Гокудера улыбнулся широко – получилось криво – и таки вытеснил бабку на крыльцо.
– Да-да, как только, так сразу! – и отгородился дверью.
Торговать погребальными урнами Гокудере на самом-то деле не нравилось. Гораздо больше ему были по душе мучительный дизайнерский процесс и момент нанесения узора. Впрочем, и заработок его неизменно радовал. Когда он был.
Поздно вырвавшийся из-под родительской опеки Гокудера был амбициозным и рисковым, а ещё чуточку фриковатым, что добавляло ему шарма. Женщины Гокудеру любили. Гокудера, в свою очередь, любил черепа, пирсинг, цепи и передачу про инопланетян по четвергам.
(Но не то чтобы женщинам в его сердце совсем не было места).
Ещё Гокудера любил статистику и принимать разумные решения, и как-то эта любовь переродилась идеей стать торговцем погребальными урнами в Японии. Логическую цепь своих размышлений Гокудера, если честно, уже позабыл, но старенькая Япония полнилась перспективными мертвецами, а расписать урну было гораздо проще, чем гроб. К тому же, его собственная кровь больше походила на коктейль, и отчасти Гокудера чувствовал зов предков. (Чувствовал, потому что с языком дружил не очень близко). И именно чувства завели его в финансовый тупик, точнее в Намимори, в котором, как назло, вот уже полгода никто не умирал.

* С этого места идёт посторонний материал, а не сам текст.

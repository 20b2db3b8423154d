use std::fmt;

/// Opaque handle to a toolkit-managed widget.
///
/// Handles are issued by the active [`Toolkit`](crate::toolkit::Toolkit)
/// implementation. The composer never looks inside an element; it only
/// reparents it and inserts it into container child lists.
#[derive(Debug, Clone, Copy, PartialEq, Eq, Hash, PartialOrd, Ord)]
pub struct ElementId(u64);

impl ElementId {
    pub const fn from_raw(raw: u64) -> Self {
        Self(raw)
    }

    pub const fn as_raw(self) -> u64 {
        self.0
    }
}

impl fmt::Display for ElementId {
    fn fmt(&self, f: &mut fmt::Formatter<'_>) -> fmt::Result {
        write!(f, "#{}", self.0)
    }
}

/// Axis along which a spacer absorbs extra space.
#[derive(Debug, Clone, Copy, PartialEq, Eq)]
pub enum Axis {
    Horizontal,
    Vertical,
}

/// Expanding blank space inserted into a container as a layout item
/// rather than a widget.
#[derive(Debug, Clone, Copy, PartialEq, Eq)]
pub struct Spacer {
    pub width_hint: u16,
    pub height_hint: u16,
    pub expands: Axis,
}

impl Spacer {
    pub const fn new(width_hint: u16, height_hint: u16, expands: Axis) -> Self {
        Self {
            width_hint,
            height_hint,
            expands,
        }
    }

    /// The spacer appended at the end of a row when trailing space is
    /// requested: absorbs horizontal slack, keeps a minimal height.
    pub const fn row_trailing() -> Self {
        Self::new(40, 20, Axis::Horizontal)
    }

    /// Column counterpart of [`Spacer::row_trailing`].
    pub const fn column_trailing() -> Self {
        Self::new(20, 40, Axis::Vertical)
    }
}

/// A single entry in a container's child list.
///
/// Containers accept either real widgets or layout items (spacers). The
/// distinction is made by the caller up front instead of being discovered
/// by the toolkit at insertion time.
#[derive(Debug, Clone, Copy, PartialEq, Eq)]
pub enum Child {
    Widget(ElementId),
    Spacer(Spacer),
}

impl Child {
    /// The widget handle, if this child is a widget.
    pub fn widget(self) -> Option<ElementId> {
        match self {
            Child::Widget(id) => Some(id),
            Child::Spacer(_) => None,
        }
    }

    pub fn is_spacer(self) -> bool {
        matches!(self, Child::Spacer(_))
    }
}

impl From<ElementId> for Child {
    fn from(id: ElementId) -> Self {
        Child::Widget(id)
    }
}

impl From<Spacer> for Child {
    fn from(spacer: Spacer) -> Self {
        Child::Spacer(spacer)
    }
}
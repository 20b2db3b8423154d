//! Error module orchestrator.
//!
//! Downstream crates and examples import error types from here while the
//! implementation details live in the private `types` module.

mod types;

pub use types::{ComposeError, Result};
//! Orbit Jumper — hop between drifting planets before the fuel runs out.
//!
//! The player circles a planet and launches tangentially on press.  Orbiting
//! the central planet drains fuel, orbiting any other planet refuels, and a
//! launch costs a fixed amount.  Landing scores, with a multiplier that
//! grows over consecutive landings on moving planets.  The run ends when
//! fuel hits zero, the player leaves the field, or the orbited planet
//! drifts away.

use std::f64::consts::FRAC_PI_2;

use ob_core::{clamp, is_off_screen};
use ob_sim::{GameAdapter, Simulator};

use super::{register, spawn};

const PLANETS: &str = "planets";

const CENTRE:               f64 = 50.0;
const CENTRAL_RADIUS:       f64 = 6.25;
const CENTRAL_ORBIT:        f64 = 11.25;
const PLAYER_RADIUS:        f64 = 1.25;
const ORBIT_SPEED:          f64 = 0.05;
const LAUNCH_SPEED:         f64 = 0.75;
const PLAYER_MARGIN:        f64 = 2.5;
const PLANET_MARGIN:        f64 = 12.5;
const SPAWN_OFFSET:         f64 = 7.5;

const FUEL_MAX:             f64 = 100.0;
const FUEL_DRAIN:           f64 = 0.05;
const FUEL_REFILL:          f64 = 0.4;
const LAUNCH_COST:          f64 = 20.0;
const LANDING_COOLDOWN:     u32 = 10;
const MAX_MULTIPLIER:       u32 = 5;
const MAX_PLANETS:          usize = 5;
const FIRST_PLANET_TICK:    u64 = 120;
const PLANET_INTERVAL:      u64 = 60;
const RAMP_INTERVAL_TICKS:  u64 = 600;

#[derive(Debug, Clone)]
struct Planet {
    id:           u32,
    x:            f64,
    y:            f64,
    vx:           f64,
    vy:           f64,
    radius:       f64,
    orbit_radius: f64,
    central:      bool,
}

/// Per-run state of the jumper.
#[derive(Debug, Clone)]
pub struct OrbitState {
    x:            f64,
    y:            f64,
    vx:           f64,
    vy:           f64,
    /// Planet being orbited; `None` while in free flight.
    orbiting:     Option<u32>,
    orbit_angle:  f64,
    orbit_radius: f64,
    fuel:         f64,
    cooldown:     u32,
    combo:        u32,
    multiplier:   u32,
    next_id:      u32,
}

impl OrbitState {
    fn add_score(&self, sim: &mut Simulator, points: f64) {
        sim.add_score_at((points * self.multiplier as f64).floor(), self.x, self.y);
    }
}

pub struct OrbitJumper;

impl OrbitJumper {
    /// Speed ramp of this game: +0.1 every ten seconds at 60 tps.
    fn ramp(tick: u64) -> f64 {
        1.0 + 0.1 * (tick / RAMP_INTERVAL_TICKS) as f64
    }

    fn spawn_planet(sim: &mut Simulator, st: &mut OrbitState, ramp: f64) {
        let rng = &mut sim.rng;
        let (x, y, mut vx, mut vy) = match rng.gen_range(0..4) {
            0 => (
                rng.random_range(12.5, 87.5),
                -SPAWN_OFFSET,
                rng.random_range(-0.125, 0.125),
                rng.random_range(0.125, 0.25) * ramp,
            ),
            1 => (
                100.0 + SPAWN_OFFSET,
                rng.random_range(12.5, 87.5),
                rng.random_range(-0.25, -0.125) * ramp,
                rng.random_range(-0.125, 0.125),
            ),
            2 => (
                rng.random_range(12.5, 87.5),
                100.0 + SPAWN_OFFSET,
                rng.random_range(-0.125, 0.125),
                rng.random_range(-0.25, -0.125) * ramp,
            ),
            _ => (
                -SPAWN_OFFSET,
                rng.random_range(12.5, 87.5),
                rng.random_range(0.125, 0.25) * ramp,
                rng.random_range(-0.125, 0.125),
            ),
        };

        let speed = vx.hypot(vy);
        let target = clamp(speed, 0.125, 0.5 * ramp);
        if speed > 0.0 && speed != target {
            vx *= target / speed;
            vy *= target / speed;
        }

        let radius = rng.random_range(5.0, 7.5);
        let planet = Planet {
            id: st.next_id,
            x,
            y,
            vx,
            vy,
            radius,
            orbit_radius: radius * 2.0 + 1.25,
            central: false,
        };
        st.next_id += 1;
        spawn(sim, PLANETS, planet);
    }

    fn launch(sim: &mut Simulator, st: &mut OrbitState) {
        if st.orbiting.is_none() || st.fuel < LAUNCH_COST || st.cooldown > 0 {
            return;
        }
        st.orbiting = None;
        st.fuel -= LAUNCH_COST;

        let bonus = (st.orbit_radius * 0.8).floor();
        if bonus > 0.0 {
            st.add_score(sim, bonus);
        }
    }
}

impl GameAdapter for OrbitJumper {
    type Context = OrbitState;

    fn name(&self) -> &str {
        "OrbitJumper"
    }

    fn init(&self, sim: &mut Simulator) -> OrbitState {
        register::<Planet>(sim, PLANETS);
        let central = Planet {
            id:           0,
            x:            CENTRE,
            y:            CENTRE,
            vx:           0.0,
            vy:           0.0,
            radius:       CENTRAL_RADIUS,
            orbit_radius: CENTRAL_ORBIT,
            central:      true,
        };
        spawn(sim, PLANETS, central);

        OrbitState {
            x:            CENTRE + CENTRAL_ORBIT,
            y:            CENTRE,
            vx:           0.0,
            vy:           0.0,
            orbiting:     Some(0),
            orbit_angle:  0.0,
            orbit_radius: CENTRAL_ORBIT,
            fuel:         FUEL_MAX,
            cooldown:     0,
            combo:        0,
            multiplier:   1,
            next_id:      1,
        }
    }

    fn update(&self, sim: &mut Simulator, st: &mut OrbitState) {
        let tick = sim.tick().0;
        let ramp = Self::ramp(tick);

        if st.fuel <= 0.0 {
            sim.record("out_of_fuel", 0.0);
            sim.end();
            return;
        }

        if sim.input().just_pressed {
            Self::launch(sim, st);
        }

        // ── Player ────────────────────────────────────────────────────────
        match st.orbiting {
            Some(id) => {
                st.orbit_angle += ORBIT_SPEED;
                let planet = sim
                    .objects
                    .pool::<Planet>(PLANETS)
                    .and_then(|pool| pool.iter().find(|p| p.id == id))
                    .map(|p| (p.x, p.y, p.central));
                if let Some((px, py, central)) = planet {
                    st.x = px + st.orbit_angle.cos() * st.orbit_radius;
                    st.y = py + st.orbit_angle.sin() * st.orbit_radius;
                    st.fuel = if central {
                        (st.fuel - FUEL_DRAIN).max(0.0)
                    } else {
                        (st.fuel + FUEL_REFILL).min(FUEL_MAX)
                    };
                }
                st.vx = (st.orbit_angle + FRAC_PI_2).cos() * LAUNCH_SPEED;
                st.vy = (st.orbit_angle + FRAC_PI_2).sin() * LAUNCH_SPEED;
                st.cooldown = st.cooldown.saturating_sub(1);
            }
            None => {
                st.x += st.vx;
                st.y += st.vy;
                if is_off_screen(st.x, st.y, PLAYER_MARGIN) {
                    sim.end();
                    return;
                }
            }
        }

        // ── Planets ───────────────────────────────────────────────────────
        let mut landed: Option<Planet> = None;
        let mut lost_orbit = false;
        if let Some(planets) = sim.objects.pool_mut::<Planet>(PLANETS) {
            let (x, y, orbiting) = (st.x, st.y, st.orbiting);
            planets.for_each_and_remove_if(
                |p, _| {
                    p.x += p.vx;
                    p.y += p.vy;
                    if orbiting.is_none()
                        && landed.is_none()
                        && (x - p.x).hypot(y - p.y) < p.radius + PLAYER_RADIUS
                    {
                        landed = Some(p.clone());
                    }
                },
                |p, _| {
                    let gone = is_off_screen(p.x, p.y, PLANET_MARGIN);
                    if gone && orbiting == Some(p.id) {
                        lost_orbit = true;
                    }
                    gone
                },
            );
        }
        if lost_orbit {
            sim.end();
            return;
        }

        if let Some(planet) = landed {
            st.orbiting = Some(planet.id);
            st.orbit_radius = planet.orbit_radius;
            st.orbit_angle = (st.y - planet.y).atan2(st.x - planet.x);
            if planet.central {
                st.multiplier = 1;
                st.combo = 0;
            } else {
                st.combo += 1;
                st.multiplier = st.combo.min(MAX_MULTIPLIER);
            }
            // Smaller planets are worth more.
            st.add_score(sim, 10.0 + (5.0 / planet.radius).floor());
            sim.record("landing", st.multiplier as f64);
            st.cooldown = LANDING_COOLDOWN;
        }

        // ── Spawning ──────────────────────────────────────────────────────
        let planet_count = sim.objects.entity_count(PLANETS).unwrap_or(0);
        if tick == FIRST_PLANET_TICK
            || (tick > FIRST_PLANET_TICK && planet_count < MAX_PLANETS && tick % PLANET_INTERVAL == 0)
        {
            Self::spawn_planet(sim, st, ramp);
        }
    }
}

Либо все почившие были христианами.
Гокудера не проверял, но не терял надежды взрастить на чужом прахе целое состояние – под кроватью его захламленной комнатки пылился ящик привезённого из родной Сицилии динамита, которым он был готов воспользоваться в случае необходимости.
Как уже упоминалось, Гокудера Хаято был амбициозным, рисковым и самую малость фриковатым.
(И нравился женщинам, которым таки осталось немного места в его сердце).
(Нет, это не реклама).
В минуту назад закрытую дверь кокетливо стукнули, и Гокудера, испугавшись, подпрыгнул. Всё-таки Ребонабэ задумала использовать его селезёнку в следующем сеансе.
Селезёнка была дорога Гокудере как память, и открывать он не стал.
– Мадонна! Что вам ещё от меня нужно? Я уже работаю над вашим заказом! Передо мной сложный выбор между столовой вилкой и закусочной! Всё зависит от соотношения параметров кошки и вместительной способности совиного зоба. Мне нужно изучить литературу! – убедительно вещал Гокудера, для верности подпирая дверь плечом. Ребонабэ могла расчленить здорового взрослого европейца, поэтому тонкому дереву он не слишком-то доверял.
На улице скромно кашлянули.
– Доброе утро, Гокудера-с… сан?
Гокудера немедленно отпёрся и выглянул в маленькую щёлку. На пороге стоял Тсуна, нанятый им администратор, и терпеливо ждал, когда его впустят. Жизнь стала чуточку светлее.
Администраторы у Гокудеры дольше недели не задерживались. Тсуна пришёл десятым и работал уже второй месяц. Гокудера, сам себе удивляясь, не чаял в нём души. Откровенно говоря, он почти любил Тсуну той странной отеческой любовью, когда ты сыну даже не отец, а отпрыск вообще старше на пятилетку.
– Утречка, Десятый! – широко распахнув дверь, поприветствовал Тсуну Гокудера, имеющий, на самом деле, скверную память на сложные японские имена. Тсуна неизменно отзывался и не выглядел обиженным, чем нравился Гокудере ещё больше.
– Привет, Гокудера! – заржали откуда-то из-за очаровательной Тсуниной спины.
Лицо Гокудеры, приобрётшее было выражение бесконечных нежности и обожания, исказилось злостью.
– Придурок! – отозвался он, всматриваясь в улыбчивую физиономию Ямамото. Для этого приходилось совсем не смотреть на Тсуну; в общем, Гокудера был взбешён. – Bastardo! Si irrita! [7] Десятый, почему этот ребёнок не в школе?
Тсуна неловко улыбнулся.
– Так каникулы же, Гокудера-сан, – и шмыгнул мимо него в дверь. Ямамото согласно покивал и ввалился следом.
«Die, cucciolo!» [8] – в спину ему подумал Гокудера. У него действительно были некоторые основания недолюбливать Ямамото.
Во-первых, из живых любил Гокудера только Тсуну и инопланетян.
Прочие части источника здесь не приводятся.